DIRECTIONS FOR THIS TASK
From the records below, copy each line that has the word "impl" in it.

PROVIDED RECORDS
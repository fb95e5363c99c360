//! Documents stored in the metadata store and the views returned to clients.

use chrono::{DateTime, Utc};
use serde::{Deserialize, Deserializer, Serialize, Serializer};

/// Field names shared by the services and the stores.
pub mod fields {
    pub const BLOG_ID: &str = "blog_id";
    pub const SLUG: &str = "slug";
    pub const TITLE: &str = "title";
    pub const BODY: &str = "body";
    pub const IMAGE_URL: &str = "image_url";
    pub const IMAGE_ALT: &str = "image_alt";
    pub const PENDING_IMAGE_URL: &str = "pending_image_url";
    pub const PUBLISHED: &str = "published";

    pub const USER_ID: &str = "user_id";
    pub const FULL_NAME: &str = "full_name";
    pub const USERNAME: &str = "username";
    pub const PASSWORD: &str = "password";
    pub const PHONE_NUMBER: &str = "phone_number";
    pub const PROFILE_PICTURE_URL: &str = "profile_picture_url";
    pub const PENDING_PROFILE_PICTURE_URL: &str = "pending_profile_picture_url";
}

/// Derive a URL-safe slug from a title.
///
/// Lowercases, trims surrounding spaces, drops everything outside
/// `[a-z0-9 ]`, then turns each remaining space into `-`.  Pure and
/// deterministic; uniqueness is not guaranteed.
pub fn slugify(title: &str) -> String {
    let lowered = title.to_lowercase();
    lowered
        .trim_matches(' ')
        .chars()
        .filter(|c| c.is_ascii_lowercase() || c.is_ascii_digit() || *c == ' ')
        .map(|c| if c == ' ' { '-' } else { c })
        .collect()
}

/// Two-valued publish flag, stored as `"yes"` / `"no"`.
#[derive(Debug, Clone, Copy, PartialEq, Eq, Default)]
pub enum PublishState {
    #[default]
    Draft,
    Published,
}

impl PublishState {
    pub fn as_str(self) -> &'static str {
        match self {
            PublishState::Draft => "no",
            PublishState::Published => "yes",
        }
    }

    /// Anything other than `"yes"` reads as a draft.
    pub fn parse(value: &str) -> Self {
        if value == "yes" {
            PublishState::Published
        } else {
            PublishState::Draft
        }
    }

    pub fn toggled(self) -> Self {
        match self {
            PublishState::Published => PublishState::Draft,
            PublishState::Draft => PublishState::Published,
        }
    }
}

impl Serialize for PublishState {
    fn serialize<S: Serializer>(&self, serializer: S) -> Result<S::Ok, S::Error> {
        serializer.serialize_str(self.as_str())
    }
}

impl<'de> Deserialize<'de> for PublishState {
    fn deserialize<D: Deserializer<'de>>(deserializer: D) -> Result<Self, D::Error> {
        let raw = String::deserialize(deserializer)?;
        Ok(PublishState::parse(&raw))
    }
}

/// A blog post document.
#[derive(Debug, Clone, PartialEq, Serialize, Deserialize)]
pub struct BlogPost {
    pub blog_id: String,
    #[serde(default)]
    pub title: String,
    #[serde(default)]
    pub body: String,
    /// Media key basename of the thumbnail; empty means none.
    #[serde(default)]
    pub image_url: String,
    #[serde(default)]
    pub image_alt: String,
    #[serde(default)]
    pub slug: String,
    #[serde(default)]
    pub published: PublishState,
    pub created_at: DateTime<Utc>,
    pub updated_at: DateTime<Utc>,
    #[serde(default)]
    pub updated_by: String,
    /// Thumbnail being swapped in; set only while a replace is in flight.
    #[serde(default, skip_serializing_if = "String::is_empty")]
    pub pending_image_url: String,
}

/// A post as returned by the API.
#[derive(Debug, Clone, PartialEq, Serialize)]
pub struct PublicPost {
    pub blog_id: String,
    pub title: String,
    pub body: String,
    pub image_url: String,
    pub image_alt: String,
    pub slug: String,
    pub published: PublishState,
    pub created_at: DateTime<Utc>,
    pub updated_at: DateTime<Utc>,
    pub updated_by: String,
}

impl From<BlogPost> for PublicPost {
    fn from(post: BlogPost) -> Self {
        Self {
            blog_id: post.blog_id,
            title: post.title,
            body: post.body,
            image_url: post.image_url,
            image_alt: post.image_alt,
            slug: post.slug,
            published: post.published,
            created_at: post.created_at,
            updated_at: post.updated_at,
            updated_by: post.updated_by,
        }
    }
}

/// A user account document.
#[derive(Debug, Clone, PartialEq, Serialize, Deserialize)]
pub struct UserAccount {
    pub user_id: String,
    #[serde(default)]
    pub full_name: String,
    #[serde(default)]
    pub username: String,
    /// Argon2 PHC hash. Stored, never returned to clients.
    #[serde(rename = "password", default)]
    pub password_hash: String,
    #[serde(default)]
    pub profile_picture_url: String,
    #[serde(default)]
    pub phone_number: String,
    pub created_at: DateTime<Utc>,
    pub updated_at: DateTime<Utc>,
    #[serde(default)]
    pub updated_by: String,
    #[serde(default, skip_serializing_if = "String::is_empty")]
    pub pending_profile_picture_url: String,
}

/// A user as returned by the API.
#[derive(Debug, Clone, PartialEq, Serialize)]
pub struct PublicUser {
    pub user_id: String,
    pub full_name: String,
    pub username: String,
    pub profile_picture_url: String,
    pub phone_number: String,
    pub created_at: DateTime<Utc>,
    pub updated_at: DateTime<Utc>,
    pub updated_by: String,
}

impl From<UserAccount> for PublicUser {
    fn from(user: UserAccount) -> Self {
        Self {
            user_id: user.user_id,
            full_name: user.full_name,
            username: user.username,
            profile_picture_url: user.profile_picture_url,
            phone_number: user.phone_number,
            created_at: user.created_at,
            updated_at: user.updated_at,
            updated_by: user.updated_by,
        }
    }
}

/// Successful login payload.
#[derive(Debug, Clone, Serialize)]
pub struct LoginData {
    pub id: String,
    pub profile_picture_url: String,
    pub username: String,
    pub token: String,
}

#[cfg(test)]
mod tests {
    use super::*;

    #[test]
    fn test_slugify_punctuation() {
        assert_eq!(slugify("Hello, World!"), "hello-world");
    }

    #[test]
    fn test_slugify_non_ascii_stripped() {
        assert_eq!(slugify("  Café Life  "), "caf-life");
    }

    #[test]
    fn test_slugify_empty() {
        assert_eq!(slugify(""), "");
        assert_eq!(slugify("   "), "");
    }

    #[test]
    fn test_slugify_trims_before_stripping() {
        // Punctuation after the last word leaves the separator in place.
        assert_eq!(slugify("Rust 2024 !"), "rust-2024-");
        assert_eq!(slugify("a  b"), "a--b");
    }

    #[test]
    fn test_slugify_deterministic() {
        let title = "Same Title, Same Slug";
        assert_eq!(slugify(title), slugify(title));
    }

    #[test]
    fn test_publish_state_wire_format() {
        assert_eq!(serde_json::to_value(PublishState::Published).unwrap(), "yes");
        assert_eq!(serde_json::to_value(PublishState::Draft).unwrap(), "no");
        let odd: PublishState = serde_json::from_value(serde_json::json!("maybe")).unwrap();
        assert_eq!(odd, PublishState::Draft);
    }

    #[test]
    fn test_publish_toggle() {
        assert_eq!(PublishState::Draft.toggled(), PublishState::Published);
        assert_eq!(PublishState::Published.toggled(), PublishState::Draft);
    }

    #[test]
    fn test_public_user_has_no_password() {
        let now = Utc::now();
        let user = UserAccount {
            user_id: "u".into(),
            full_name: "A".into(),
            username: "a".into(),
            password_hash: "$argon2id$secret".into(),
            profile_picture_url: String::new(),
            phone_number: String::new(),
            created_at: now,
            updated_at: now,
            updated_by: String::new(),
            pending_profile_picture_url: String::new(),
        };
        let json = serde_json::to_value(PublicUser::from(user)).unwrap();
        assert!(json.get("password").is_none());
        assert_eq!(json["username"], "a");
    }

    #[test]
    fn test_public_post_drops_pending_thumbnail() {
        let now = Utc::now();
        let post = BlogPost {
            blog_id: "b".into(),
            title: "T".into(),
            body: String::new(),
            image_url: "old.png".into(),
            image_alt: String::new(),
            slug: "t".into(),
            published: PublishState::Draft,
            created_at: now,
            updated_at: now,
            updated_by: String::new(),
            pending_image_url: "new.png".into(),
        };
        let json = serde_json::to_value(PublicPost::from(post)).unwrap();
        assert!(json.get("pending_image_url").is_none());
        assert_eq!(json["image_url"], "old.png");
    }
}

WRITTEN REPLY
impl PublishState {
impl Serialize for PublishState {
impl<'de> Deserialize<'de> for PublishState {
impl From<BlogPost> for PublicPost {
impl From<UserAccount> for PublicUser {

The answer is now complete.